Вдвоем мы кое-как перетащили ее на кровать; мама бормотала что-то бессвязное, мы так и не смогли ничего разобрать.

– Дорогая, прости меня, – заговорил папа. – Конечно, тебе виднее, как воспитывать детей. Я в этом ничего не понимаю.

Придя в ужас от того, что наделала, я плакала навзрыд:

– Мамочка! Прости меня, пожалуйста! Это из-за меня тебе стало плохо! Я не хотела! Прости! Прости меня!

Она открыла глаза и приподнялась на локте; мама едва заметно улыбалась – честное слово! – явно довольная собой.

– Дорогой, ты не принесешь мне чаю? – обратилась она к папе слабым голосом.

Он поспешил выполнить ее просьбу. Когда папа вышел из спальни, мама холодно посмотрела на меня и заявила:

– Пусть это будет тебе хорошим уроком. А сейчас иди и не попадайся мне на глаза.

Когда в следующий раз папа снова попытался защитить меня, она просто ушла из дома, и мы несколько часов искали ее по всему городу. Мы с папой бегали по улицам, я плакала без остановки, а папа спрашивал у прохожих, не встречали ли они маму. Никто ее не видел. Когда стемнело, мы вернулись домой. Больше всего я боялась, что она уже никогда не вернется. Она, конечно, не любила меня, все время ругалась, но ведь другой мамы у меня не было, я нуждалась в ней. Кто же будет заботиться обо мне, если она так и не вернется? И потом, я сама была виновата: меня просто не за что было любить.

Я падала с ног от усталости, когда она наконец вернулась; мое лицо распухло от слез, глаза покраснели. Папа сразу забегал вокруг нее, стал извиняться.

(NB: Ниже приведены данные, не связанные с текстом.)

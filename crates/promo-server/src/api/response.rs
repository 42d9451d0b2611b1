//! API response types
//!
//! Standard response structures shared by the HTTP handlers.

use serde::Serialize;

/// Standard error response
#[derive(Debug, Serialize)]
pub struct ErrorResponse {
    pub success: bool,
    pub error: ErrorDetail,
}

#[derive(Debug, Serialize)]
pub struct ErrorDetail {
    pub code: String,
    pub message: String,
}

impl ErrorResponse {
    /// Create a new error response
    pub fn new(code: impl Into<String>, message: impl Into<String>) -> Self {
        Self {
            success: false,
            error: ErrorDetail {
                code: code.into(),
                message: message.into(),
            },
        }
    }
}
//! Drop-file ingestion pipeline
//!
//! Watches a directory for promotion drop files and materializes them into
//! the store under the configured consistency policy.
//!
//! # Architecture
//!
//! - **watcher**: debounced directory watcher emitting file-ready paths
//! - **codec**: per-line record decoding
//! - **decoder**: streaming file decode into a bounded record channel
//! - **strategy**: the two persistence policies (upsert / replace-all)
//! - **orchestrator**: the per-file state machine driving the above
//!
//! Data flow: filesystem events → watcher (debounce) → orchestrator →
//! decoder → record channel → persistence strategy → PostgreSQL.

pub mod codec;
pub mod decoder;
pub mod orchestrator;
pub mod strategy;
pub mod watcher;

pub use codec::{decode_line, DecodeError, RecordField};
pub use decoder::{stream_records, DecodeSummary};
pub use orchestrator::{FileOutcome, FileStatus, StorageUpdater};
pub use strategy::{ApplyOutcome, PersistStrategy};
pub use watcher::{DropWatcher, WatchError};
//! Database connection pool setup

use sqlx::postgres::{PgPool, PgPoolOptions};
use std::time::Duration;

use crate::config::DatabaseConfig;

/// Create a PostgreSQL connection pool from configuration.
///
/// Connection failure here is fatal upstream: the process must not start
/// serving or ingesting without a store.
pub async fn connect_pool(config: &DatabaseConfig) -> Result<PgPool, sqlx::Error> {
    PgPoolOptions::new()
        .max_connections(config.max_connections)
        .min_connections(config.min_connections)
        .acquire_timeout(Duration::from_secs(config.connect_timeout_secs))
        .connect(&config.url)
        .await
}
//! Shared API types

pub mod response;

– Прости меня, дорогая! – говорил он угодливым тоном. – Не знаю, что на меня нашло! С тобой все в порядке? Хочешь чего-нибудь?

Я просто пробормотала: «Прости, мама». На большее меня не хватило.

– Марш спать! – приказала она, указывая пальцем на дверь моей комнаты.

Я побежала спать.

Но заснуть так и не смогла. Я лежала и пыталась понять, чем же так не нравлюсь матери. И снова убеждалась, что виновата могу быть только я сама: Том никогда не выводил ее из себя, на Элен и Роузи она даже голоса не повышала. Мною же она всегда была недовольна, что бы я ни делала. Все мои старания ни к чему не приводили: она так меня и не полюбила. Значит, все дело только во мне, просто я очень плохая, ничего уж тут не поделаешь.

На людях я была тихой, неразговорчивой, даже замкнутой. Я решила, что если буду молчать, то точно не ляпну какую-нибудь глупость, и мама не станет ругаться. Я, как всегда, ошибалась. Когда к нам приходили гости, я старалась сидеть тихо где-нибудь в уголке, но мама, вместо того чтобы меня похвалить, бранила меня за грубость и необщительность.

– Не забудь извиниться, когда они придут в гости в следующий раз, – предупреждала она. – Никогда мне еще не было так стыдно! Только и делаешь, что позоришь меня!

Чем сильнее я старалась, тем меньше она меня любила. Я уже не рассчитывала на папину поддержку: он был добрый, но слабохарактерный человек. Ему не хватало мужества спорить с матерью.

Только когда мама ложилась в больницу, я могла вздохнуть свободнее. У мамы возникли какие-то «женские проблемы», и она перенесла несколько операций. Прежде чем лечь в больницу, она оставляла отцу четкие инструкции. Он не хотел ее сердить и обещал выполнять все ее наказы. На самом деле он почти никогда их не соблюдал: он был намного добрее мамы.

Мне очень нравилось, как папа жарит картошку. Он наливал на сковороду много масла, ждал, пока оно разогреется как следует. И картошка получалась легкая, с хрустящей корочкой – просто объедение! Мы с Томом такую обожали. Как-то раз, когда маму выписали, папа пожарил картошку для нее, но ей не понравилось; она такая масляная, сказала мама и запретила ему так готовить. Так что это было наше особое лакомство в те дни, когда мама лежала в больнице.